Emmanuel Macron a annoncé qu’il a trouvé une « voie de passage » pour interdire l’accès aux réseaux sociaux aux jeunes de moins de 15 ans en France. Aujourd’hui, le gouvernement a soumis une nouvelle version du projet de loi à la Commission européenne, suite à la censure de la version précédente par le Conseil constitutionnel.

En août, le Conseil constitutionnel avait censuré la disposition clé du premier projet, jugeant qu’une interdiction générale et immédiate portait une atteinte disproportionnée à la liberté d’expression et de communication des adolescents. Néanmoins, les membres du Conseil avaient reconnu l’objectif de protection des mineurs défendu par le législateur.
Face à cette situation, le gouvernement a révisé son approche.
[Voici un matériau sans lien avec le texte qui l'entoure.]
use cvflow::engine::progress::{Progress, ProgressCallback};
use indicatif::{ProgressBar, ProgressState, ProgressStyle};
use std::sync::{Arc, Mutex};
use tracing::warn;

/// Renders trajectory progress as a bar on stderr.
#[derive(Clone)]
pub struct CliProgressHandler {
    pb: Arc<Mutex<ProgressBar>>,
}

impl CliProgressHandler {
    pub fn new() -> Self {
        let pb = ProgressBar::new(0).with_style(Self::bar_style());
        pb.set_draw_target(indicatif::ProgressDrawTarget::stderr());
        pb.finish_and_clear();

        Self {
            pb: Arc::new(Mutex::new(pb)),
        }
    }

    pub fn get_callback(&self) -> ProgressCallback<'static> {
        let pb_clone = self.pb.clone();

        Box::new(move |progress: Progress| {
            let Ok(pb_guard) = pb_clone.lock() else {
                warn!("Progress bar mutex was poisoned. Cannot update progress.");
                return;
            };

            match progress {
                Progress::RunStart { frames } => {
                    pb_guard.reset();
                    pb_guard.set_length(frames);
                    pb_guard.set_position(0);
                    pb_guard.set_message("Evaluating frames");
                }
                Progress::StepFinished { step, bias } => {
                    pb_guard.set_message(format!("step {step}, bias {bias:.4}"));
                    pb_guard.inc(1);
                }
                Progress::RunFinish => {
                    pb_guard.finish_with_message("✓ Done");
                }
                Progress::Message(msg) => {
                    if pb_guard.is_finished() {
                        pb_guard.set_message(msg);
                    } else {
                        pb_guard.println(format!("  {msg}"));
                    }
                }
            }
        })
    }

    fn bar_style() -> ProgressStyle {
        ProgressStyle::with_template("{msg:<28} [{bar:40.cyan/blue}] {pos}/{len} ({eta})")
            .unwrap_or_else(|_| ProgressStyle::default_bar())
            .with_key("eta", |state: &ProgressState, w: &mut dyn std::fmt::Write| {
                let _ = write!(w, "{:.1}s", state.eta().as_secs_f64());
            })
            .progress_chars("##-")
    }
}

impl Default for CliProgressHandler {
    fn default() -> Self {
        Self::new()
    }
}

#[cfg(test)]
mod tests {
    use super::*;

    #[test]
    fn handler_initializes_in_a_clean_state() {
        let handler = CliProgressHandler::new();
        let pb = handler.pb.lock().unwrap();
        assert_eq!(pb.length(), Some(0));
        assert!(pb.is_finished());
    }

    #[test]
    fn callback_tracks_frames_through_a_run() {
        let handler = CliProgressHandler::new();
        let callback = handler.get_callback();

        callback(Progress::RunStart { frames: 3 });
        {
            let pb = handler.pb.lock().unwrap();
            assert_eq!(pb.length(), Some(3));
            assert_eq!(pb.position(), 0);
            assert!(!pb.is_finished());
        }

        callback(Progress::StepFinished { step: 10, bias: 0.5 });
        {
            let pb = handler.pb.lock().unwrap();
            assert_eq!(pb.position(), 1);
            assert_eq!(pb.message(), "step 10, bias 0.5000");
        }

        callback(Progress::RunFinish);
        {
            let pb = handler.pb.lock().unwrap();
            assert!(pb.is_finished());
            assert_eq!(pb.message(), "✓ Done");
        }
    }

    #[test]
    fn messages_after_a_run_replace_the_status_line() {
        let handler = CliProgressHandler::new();
        let callback = handler.get_callback();
        callback(Progress::Message("Writing results".to_string()));
        assert_eq!(handler.pb.lock().unwrap().message(), "Writing results");
    }
}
Le nouveau dispositif cible également certains éléments jugés addictifs et des mécanismes susceptibles de mettre en danger les jeunes, tout en introduisant des exceptions pour garantir leur accès à l’information et à la communication. Cette révision vise à s’aligner davantage avec les exigences constitutionnelles.
La conformité avec le droit européen représente un autre enjeu crucial. Le gouvernement doit notamment prendre en considération la législation sur les services numériques, qui encadre déjà les responsabilités des grandes plateformes au sein de l’Union européenne. Emmanuel Macron avait précédemment demandé à la Commission européenne de soutenir une approche commune au niveau européen, tandis que plusieurs États membres examinent également la possibilité de restreindre l’accès des mineurs aux réseaux sociaux.
Macron vise une adoption avant la fin de son mandat
« Grâce à la détermination du Président de la Commission, des parlementaires et au soutien de nombreux États européens partageant notre objectif, je suis heureux de constater que la protection des mineurs en ligne est désormais une priorité pour notre Europe, au cœur des orientations de cette rentrée. La France apportera tout son soutien, avec rigueur et détermination », a écrit Emmanuel Macron sur X/Twitter.
Le président de la République souhaite faire adopter cette nouvelle version avant son départ de l’Élysée en mai 2027. Il a réaffirmé son engagement sur X : « Depuis le premier jour, j’ai pris un engagement : protéger nos enfants en ligne. Nous irons jusqu’au bout. »
La Commission européenne doit maintenant examiner les nouvelles dispositions avant que le processus législatif français ne puisse se poursuivre. En parallèle, elle prépare sa propre initiative sur la protection des mineurs, avec une proposition attendue pour le 16 septembre, qui pourrait inclure des restrictions progressives selon l’âge.